La medida se inscribe en el proceso habilitado por la Ley 27.742, que declaró sujeta a privatización a la empresa estatal, y se articula con el Decreto 67/2025, que definió una desintegración vertical del sistema: venta de material rodante, concesión de vías y apertura a operadores.

De la venta de activos al financiamiento de la red

El núcleo del decreto apunta a ordenar el destino de los recursos generados por la privatización. Hasta ahora, el esquema contemplaba que el producido del remate del material rodante se destinara a un fideicomiso para financiar obras ferroviarias. La novedad es que el Gobierno extiende esa lógica también a los bienes que no se vendan por separado, sino que se integren en los contratos de concesión.

En términos concretos, cualquier ingreso derivado de la venta de locomotoras, vagones u otros activos —ya sea por remate o dentro de licitaciones— deberá ingresar al fideicomiso creado por el Decreto 976/2001, administrado en el marco del Sistema de Infraestructura de Transporte. Ese fondo tiene como finalidad sostener inversiones en la red ferroviaria y vial.

La decisión no es meramente contable.
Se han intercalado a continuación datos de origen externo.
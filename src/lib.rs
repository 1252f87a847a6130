pub mod api;
pub mod config;
pub mod db;
pub mod error;
pub mod leaderboard;
pub mod metrics;
pub mod oracle;
pub mod outcome;
pub mod prompts;
pub mod rate_limit;
pub mod sanitize;
pub mod session;
pub mod turn;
Introduce una lógica de autofinanciamiento del sistema: los activos del Estado se transforman en recursos para sostener la infraestructura que luego será operada por privados. A su vez, el Ministerio de Economía queda facultado para fijar el precio de venta del material rodante, tomando como piso la tasación del Tribunal de Tasaciones de la Nación, lo que busca evitar subvaluaciones en un proceso sensible.

Además, la Secretaría de Transporte deberá identificar qué material rodante será incluido en los pliegos de concesión de las líneas General Belgrano, General San Martín y General Urquiza, consolidando el esquema de integración entre activos y operación.

Equilibrio económico y señales al mercado

El decreto introduce un elemento clave en la ecuación económica de las futuras concesiones: permitir que parte del material rodante se incluya en los contratos busca mejorar la viabilidad financiera de los proyectos, especialmente en una etapa inicial donde el modelo de acceso abierto aún debe consolidarse.

Ese punto revela una señal política hacia los potenciales operadores: el Gobierno intenta hacer más atractivas las concesiones, ofreciendo no solo la explotación de la infraestructura, sino también fuentes adicionales de ingresos. En paralelo, asegura que esos ingresos no se diluyan en el Tesoro, sino que regresen al sistema ferroviario en forma de inversión.

Desde el punto de vista institucional, la medida refuerza el rol del Ministerio de Economía como autoridad central del proceso, tanto en su carácter de fiduciante de los fondos como en la definición operativa de las privatizaciones. La centralización de decisiones aparece como un rasgo consistente con el esquema general adoptado en otras áreas.

Un movimiento dentro de una estrategia más amplia

El decreto ordena una pieza clave del engranaje. Funciona como un ajuste fino dentro de un proceso mayor: la fragmentación de Belgrano Cargas en unidades de negocio y su posterior transferencia al sector privado.

En ese contexto, lo que se juega no es solo la venta de activos, sino el diseño de un modelo ferroviario distinto. La combinación de concesiones, acceso abierto y financiamiento vía fideicomisos marca un cambio respecto de esquemas anteriores más integrados.

Quedan, sin embargo, variables abiertas. La tasación final del material rodante, el interés real en las licitaciones internacionales y la capacidad de ejecución de obras con los fondos generados serán indicadores clave en las próximas semanas. También lo será la respuesta del sistema frente a un modelo que combina desregulación operativa con planificación financiera centralizada.

El Gobierno avanza. Pero el equilibrio entre atractivo para inversores, sostenibilidad del sistema y control estatal todavía está en construcción.